It was his first-ever college tournament.
"I was kind of like, 'Yeah, you've earned your spot,'" Curran said.
Matching Casper's talent with college-level experience became the next step. Mastering the preparation and mental toughness required at the collegiate level, with team rankings and postseason bids at stake, made golf a different game altogether for the late-blooming Casper.
He wrecked the learning curve, finishing his first half-season on the team with three top-five finishes over five tournaments.
"My goal going into every tournament is to win, obviously, but to finish top-10 or top-five is second and third," Casper said. "Just having the goals and having the mindset ... that's just helped me to experience feeling comfortable under those circumstances."
The 2011-12 season saw more progress. Casper and the Wolverines won individual and team honors at The Battle of the Tetons, with Casper shooting in the 60s all three rounds. He logged six additional top-10 finishes that season on his way to being named the America Sky Conference Golfer of the Year.
Casper has done more of the same this season, earning his third career first-place finish, a second conference player of the year award and a second straight trip to the NCAA Regionals.
Curran compares Casper's emergence on the golf course to an actor breaking out in the right show.
"He definitely had the confidence. He kind of just needed the stage," Curran said. "He'd played in all these amateur events, but he needed a bigger stage. For an amateur golfer, college golf is about as big as you can get."

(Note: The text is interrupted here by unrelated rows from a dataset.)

//! Defines helper macros for generating domain port error enums.

macro_rules! define_port_error {
    (@ctor $variant:ident) => {
        ::paste::paste! {
            #[must_use]
            pub fn [<$variant:snake>]() -> Self {
                Self::$variant
            }
        }
    };

    (@ctor $variant:ident { $($field:ident : $ty:ty),* $(,)? }) => {
        define_port_error!(@ctor_impl $variant () () $( $field : $ty, )*);
    };

    (@ctor_impl $variant:ident ($($params:tt)*) ($($inits:tt)*) ) => {
        ::paste::paste! {
            #[must_use]
            pub fn [<$variant:snake>]($($params)*) -> Self {
                Self::$variant { $($inits)* }
            }
        }
    };

    (@ctor_impl $variant:ident ($($params:tt)*) ($($inits:tt)*) $field:ident : $ty:ty, $($rest:tt)*) => {
        define_port_error!(
            @ctor_impl
            $variant
            ($($params)* $field: impl Into<$ty>,)
            ($($inits)* $field: $field.into(),)
            $($rest)*
        );
    };
    (
        $(#[$outer:meta])*
        pub enum $name:ident {
            $(
                $(#[$variant_meta:meta])*
                $variant:ident $( { $($field:ident : $ty:ty),* $(,)? } )? => $message:expr
            ),* $(,)?
        }
    ) => {
        $(#[$outer])*
        #[derive(Debug, Clone, PartialEq, Eq, thiserror::Error)]
        pub enum $name {
            $(
                $(#[$variant_meta])*
                #[error($message)]
                $variant $( { $($field : $ty),* } )?,
            )*
        }

        impl $name {
            $(
                define_port_error!(@ctor $variant $( { $($field : $ty),* } )?);
            )*

            /// Snake-case variant name, for structured log fields.
            #[must_use]
            pub const fn kind(&self) -> &'static str {
                match self {
                    $(
                        Self::$variant { .. } => ::paste::paste!(stringify!([<$variant:snake>])),
                    )*
                }
            }
        }
    };
}

pub(crate) use define_port_error;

After wrapping up a brief conversation with another course employee, Casper resumed his putting practice at East Bay, the same course where his parents often dropped him off to practice as a kid.
Curran watched while answering questions about the golfer who went from a walk-on to the one he now regards as his "marquee player."
"I think he's one of the best short-to-midrange putters I've ever seen," Curran said. "That's a huge part of the game."
It could have been coincidence or embarrassment from overhearing his coach's praise. It was impossible to tell. Casper missed the next putt. Irritated, he dragged the ball back with his putter, intent on erasing the error, replacing it with a made attempt.
It's that manic work ethic, CurranCasper said, not the family's past in the sport, that has made the Casper surname emerge in golfing circles once again.
"I can't ever discount that I've been born with the blood to play," Casper said. "People would think that I play with my grandpa all the time. My dad taught me the basics of golf and helped me. Apart from that, I've worked my butt off to get better. It's been a lot of time on my part to just practice and get better."
Casper is intent on remembering that lesson. He has a kid of his own now, a 1-year-old son. He might play golf someday. If Casper continues to excel and manages to take his game to the next level, he wants the progress to get there — not the resulting reputation — to be what his son takes with him.
"That's the thing I want my kids to know," Casper said. "A last name and a family reputation can only take you so far. You're the one that has to work and prove yourself. You can't just ride that last name."